Одна дума мешала жить спокойно: судя по навороту событий — смерть матери, пьянство отца, бегство брата — Димке нужно было бросать школу после девятого класса и поступать на завод или в ПТУ, а не хотелось туда. Была мечта поступить в институт и стать, как говорили во дворе, «белым человеком». Пока директорствовал отец, никаких проблем с поступлением не ожидалось, — вон как Егора в Корабелку сунули, одним махом. Таким же тычком под зад и Димку бы впихнули на первый курс электромеханики в Технологический институт. А теперь как? Учиться изо всех сил поздновато будет, да и непривычно. Ждать у моря погоды, — Димка считал, что он не из таких лохов. Нужно заработать на взятку при поступлении, да еще отцовых приятелей попросить слезно. Авось получится.

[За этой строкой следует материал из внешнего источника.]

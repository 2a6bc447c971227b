pub mod health;
pub mod query;
pub mod search;

pub use health::health_check;
pub use query::query;
pub use search::{get_search, subscribe_search};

За окном собирались в одну большую кучу облака, мрачнея от водяной тяжести. За стенкой тоскливо пел дурным голосом пьяный отец:
Прощай, радость ты моя, Прощай, радость, навсегда. Знать один должон остаться, Тебя больше не видать. Темной ночью, ох, да не спится...«И где песни кабацкие успел разучить? — с отчаянием и злостью подумал Димка. — В этой паршивой Рузе, что ли. Был мужик, был отец, и на тебе, ни мужика, ни отца... Брат? Да какой он брат, одна фикция...»
Егора Димка почему-то все больше ненавидел.
За что, сам не знал, разбираться в своих чувствах не собирался, хотя... Совпало все: болела мама, вспомнила о пропавшем когда-то и где-то сыне, потребовала вызвать и умерла; Егор приехал — вдруг запил отец, вообще чуть не сгинул, пьянствуя в провинциальных гостиницах; Димка остался делить жилплощадь с братом, который чудил и доводил его изо дня в день — и что-то стряслось, явно при участии Егора, в их долбаном театре, был пожар и погибли люди. А потом окончательно доконало Димку ночное приключение зимой, когда они уворовали из больницы девушку. Воспоминания о той ночи больше распаляли и нервировали Димку: он не мог забыть лица девушки и лица брата, который тащил ее на себе, словно превратившись в борова или в дикую гориллу со стальными мускулами.
Лицо у девушки было белое, как снег, скорее даже, как лед, сотворенный из чистейшей воды. Полупрозрачная гладкая кожа, кажущиеся ненастоящими из-за черноты и мохнатости длинные, загнутые ресницы. Глаза были плотно закрыты; под набрякшими от неведомых пацану мучений веками зловещими, густо-фиолетовыми мазками лежали тени. Губы были почти что серые, мелкими ранками и трещинками взывали к состраданию и — он это сразу ощутил — к чему-то еще, манящему и неизвестному. Теперь ему снились эти глаза и губы; теперь он грезил ночами, в поту и томлении маловразумительных снов, в которых то ли ласкал покойницу, то ли ползал по ней карапузом-несмышленышем. Чуть впалые бархатные щеки, слегка выдвинутый упрямый подбородок, след от выцветшего шрамика на левой скуле. Димка во сне и наяву силился представить, как она открывает глаза и так ласково, поощрительно смотрит на него. И готова на все, потому что он спас ее...
Поэтому хотелось Димке снова, теперь самому, залезть и утащить девушку — из жилья Егора.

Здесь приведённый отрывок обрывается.